**Material provided**:
■ ■ ■

use std::{
    path::PathBuf,
    sync::Arc,
    time::{Duration, Instant},
};

use anyhow::{Context, Result};
use brollbot_core::{
    AnalysisConfig, AnalysisError, AnalysisRequest, Analyzer, BeatCache, ChatCompletionClient,
    ContentFormat, PipelineError, Platform, Provider, Tone,
    config::{check_aspect_ratio, check_duration},
    format_report_readable, records_to_csv, records_to_json,
};
use clap::{Parser, ValueEnum};
use console::style;
use indicatif::{ProgressBar, ProgressStyle};
use tokio::{fs, io::AsyncReadExt};
use tracing::info;
use tracing_subscriber::EnvFilter;

fn format_duration(d: Duration) -> String {
    let secs = d.as_secs_f64();
    if secs < 60.0 {
        format!("{:.1}s", secs)
    } else {
        format!("{:.0}m {:.0}s", secs / 60.0, secs % 60.0)
    }
}

/// CLI wrapper for Provider enum (needed for clap ValueEnum)
#[derive(Clone, Default, ValueEnum)]
enum CliProvider {
    Grok,
    #[default]
    Openai,
    Gemini,
}

impl From<CliProvider> for Provider {
    fn from(cli: CliProvider) -> Self {
        match cli {
            CliProvider::Grok => Provider::Grok,
            CliProvider::Openai => Provider::Openai,
            CliProvider::Gemini => Provider::Gemini,
        }
    }
}

#[derive(Clone, ValueEnum)]
enum CliTone {
    Inspiring,
    Urgent,
    Calm,
    Funny,
    Serious,
    Emotional,
    Uplifting,
    Mysterious,
}

impl From<CliTone> for Tone {
    fn from(cli: CliTone) -> Self {
        match cli {
            CliTone::Inspiring => Tone::Inspiring,
            CliTone::Urgent => Tone::Urgent,
            CliTone::Calm => Tone::Calm,
            CliTone::Funny => Tone::Funny,
            CliTone::Serious => Tone::Serious,
            CliTone::Emotional => Tone::Emotional,
            CliTone::Uplifting => Tone::Uplifting,
            CliTone::Mysterious => Tone::Mysterious,
        }
    }
}

#[derive(Clone, ValueEnum)]
enum CliFormat {
    Ugc,
    TalkingHead,
    Testimonial,
}

impl From<CliFormat> for ContentFormat {
    fn from(cli: CliFormat) -> Self {
        match cli {
            CliFormat::Ugc => ContentFormat::Ugc,
            CliFormat::TalkingHead => ContentFormat::TalkingHead,
            CliFormat::Testimonial => ContentFormat::Testimonial,
        }
    }
}

#[derive(Clone, ValueEnum)]
enum CliPlatform {
    Facebook,
    InstagramFeed,
    InstagramStories,
    Tiktok,
    YoutubeShorts,
    Snapchat,
}

impl From<CliPlatform> for Platform {
    fn from(cli: CliPlatform) -> Self {
        match cli {
            CliPlatform::Facebook => Platform::Facebook,
            CliPlatform::InstagramFeed => Platform::InstagramFeed,
            CliPlatform::InstagramStories => Platform::InstagramStories,
            CliPlatform::Tiktok => Platform::Tiktok,
            CliPlatform::YoutubeShorts => Platform::YoutubeShorts,
            CliPlatform::Snapchat => Platform::Snapchat,
        }
    }
}

#[derive(Parser)]
#[command(name = "brollbot")]
#[command(about = "Turn a video script into B-roll scene suggestions and AI video prompts")]
struct Cli {
    /// Script file. Reads stdin when neither a file nor --text is given.
    file: Option<PathBuf>,

    /// Script text passed inline
    #[arg(short, long, conflicts_with = "file")]
    text: Option<String>,

    /// Desired emotional tone
    #[arg(long, default_value = "inspiring")]
    tone: CliTone,

    /// Content format the B-roll should match
    #[arg(long, default_value = "ugc")]
    format: CliFormat,

    /// Target platform; sets the aspect ratio unless --aspect-ratio is given
    #[arg(long)]
    platform: Option<CliPlatform>,

    /// Scene duration in seconds (1-30)
    #[arg(short, long)]
    duration: Option<u32>,

    /// Scene aspect ratio, e.g. 9:16
    #[arg(short, long)]
    aspect_ratio: Option<String>,

    /// AI provider for beat extraction
    #[arg(short, long, default_value = "openai")]
    provider: CliProvider,

    /// Model name, overrides the provider default
    #[arg(short, long)]
    model: Option<String>,

    /// Write scenes as CSV
    #[arg(long)]
    csv: Option<PathBuf>,

    /// Write scenes as JSON
    #[arg(long)]
    json: Option<PathBuf>,

    /// Seconds to wait for the AI provider
    #[arg(long)]
    timeout: Option<u64>,

    /// Ignore cached beats and ask the provider again
    #[arg(short, long)]
    force: bool,

    /// Log pipeline progress to stderr
    #[arg(short, long)]
    verbose: bool,
}

fn create_spinner(msg: &str) -> ProgressBar {
    let pb = ProgressBar::new_spinner();
    pb.set_style(
        ProgressStyle::default_spinner()
            .tick_chars("⠁⠂⠄⡀⢀⠠⠐⠈ ")
            .template("{spinner:.cyan} {msg}")
            .unwrap_or_else(|_| ProgressStyle::default_spinner()),
    );
    pb.set_message(msg.to_string());
    pb.enable_steady_tick(Duration::from_millis(80));
    pb
}

fn init_logging(verbose: bool) {
    let fallback = if verbose { "brollbot=debug,brollbot_core=debug" } else { "warn" };
    let filter = EnvFilter::try_from_default_env().unwrap_or_else(|_| EnvFilter::new(fallback));
    tracing_subscriber::fmt()
        .with_env_filter(filter)
        .with_writer(std::io::stderr)
        .init();
}

fn exit_with_error(message: impl std::fmt::Display) -> ! {
    eprintln!("{} {}", style("Error:").red().bold(), message);
    std::process::exit(1);
}

fn build_config(cli: &Cli) -> Result<AnalysisConfig> {
    let mut config = AnalysisConfig::from_env()?;

    if let Some(platform) = cli.platform.clone() {
        let platform: Platform = platform.into();
        config.scene.aspect_ratio = platform.preset().aspect_ratio.to_string();
    }
    if let Some(ratio) = &cli.aspect_ratio {
        config.scene.aspect_ratio = check_aspect_ratio("--aspect-ratio", ratio)?;
    }
    if let Some(duration) = cli.duration {
        config.scene.duration = check_duration("--duration", duration)?;
    }
    if let Some(secs) = cli.timeout {
        config.request_timeout = Duration::from_secs(secs);
    }
    if cli.model.is_some() {
        config.model = cli.model.clone();
    }

    Ok(config)
}

async fn read_script(cli: &Cli) -> Result<String> {
    if let Some(text) = &cli.text {
        return Ok(text.clone());
    }
    if let Some(path) = &cli.file {
        return fs::read_to_string(path)
            .await
            .with_context(|| format!("Failed to read script from {}", path.display()));
    }

    let mut script = String::new();
    tokio::io::stdin()
        .read_to_string(&mut script)
        .await
        .context("Failed to read script from stdin")?;
    Ok(script)
}

fn describe_failure(err: &PipelineError) -> String {
    match err {
        PipelineError::Validation(e) => e.to_string(),
        PipelineError::Analysis(e @ AnalysisError::Timeout { .. }) => {
            format!("{}. Try again, or raise --timeout.", e)
        }
        PipelineError::Analysis(e) if e.is_retryable() => {
            format!("{}. Nothing was saved; you can retry the same script.", e)
        }
        other => other.to_string(),
    }
}

#[tokio::main]
async fn main() -> Result<()> {
    dotenvy::dotenv().ok();
    let cli = Cli::parse();
    init_logging(cli.verbose);

    let provider: Provider = cli.provider.clone().into();

    // Validate API key early
    if let Err(e) = provider.validate_api_key() {
        exit_with_error(e);
    }

    let config = match build_config(&cli) {
        Ok(config) => config,
        Err(e) => exit_with_error(e),
    };
    let script = read_script(&cli).await?;
    let request = AnalysisRequest::new(cli.tone.clone().into(), cli.format.clone().into());

    println!(
        "\n{}  {}\n",
        style("brollbot").cyan().bold(),
        style("B-Roll Scene Planner").dim()
    );
    if let Some(platform) = cli.platform.clone() {
        let platform: Platform = platform.into();
        let preset = platform.preset();
        println!(
            "{} {}: {}, {} {}",
            style("✓").green().bold(),
            platform.name(),
            preset.aspect_ratio,
            preset.duration,
            style(format!("({})", preset.focus)).dim()
        );
    }
    println!("{}", style("─".repeat(60)).dim());

    let client = ChatCompletionClient::new(provider, config.model.clone())?;
    let service_label = format!("{} ({})", client.provider().name(), client.model());
    let mut cache = BeatCache::in_default_dir(config.cache_ttl);
    if cli.force {
        cache = cache.refreshing();
    }
    let analyzer = Analyzer::new(Arc::new(client), config).with_cache(cache);

    let total_start = Instant::now();
    let spinner = create_spinner(&format!(
        "Finding {} beats with {}...",
        request.tone, service_label
    ));
    let report = match analyzer.analyze(&script, &request).await {
        Ok(report) => report,
        Err(e) => {
            spinner.finish_and_clear();
            exit_with_error(describe_failure(&e));
        }
    };
    spinner.finish_with_message(format!(
        "{} {} scenes, {} AI-ready {}",
        style("✓").green().bold(),
        report.scenes.len(),
        report.ai_generate_count(),
        style(format!("[{}]", format_duration(total_start.elapsed()))).dim()
    ));

    if let Some(path) = &cli.csv {
        info!(path = %path.display(), rows = report.scenes.len(), "writing csv export");
        fs::write(path, records_to_csv(&report.scenes)).await?;
        println!("{} Saved: {}", style("✓").green().bold(), path.display());
    }
    if let Some(path) = &cli.json {
        info!(path = %path.display(), rows = report.scenes.len(), "writing json export");
        fs::write(path, records_to_json(&report.scenes)?).await?;
        println!("{} Saved: {}", style("✓").green().bold(), path.display());
    }

    println!("{}\n", style("─".repeat(60)).dim());
    if report.scenes.is_empty() {
        println!(
            "{}",
            style("No B-roll moments found. Try a longer script or a different tone.").yellow()
        );
    } else {
        println!("{}", format_report_readable(&report));
    }

    Ok(())
}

■ ■ ■

**Exercise brief**: Take each line from the preceding material that contains "return" and copy it.

**Exercise solution**:
        return Ok(text.clone());
        return fs::read_to_string(path)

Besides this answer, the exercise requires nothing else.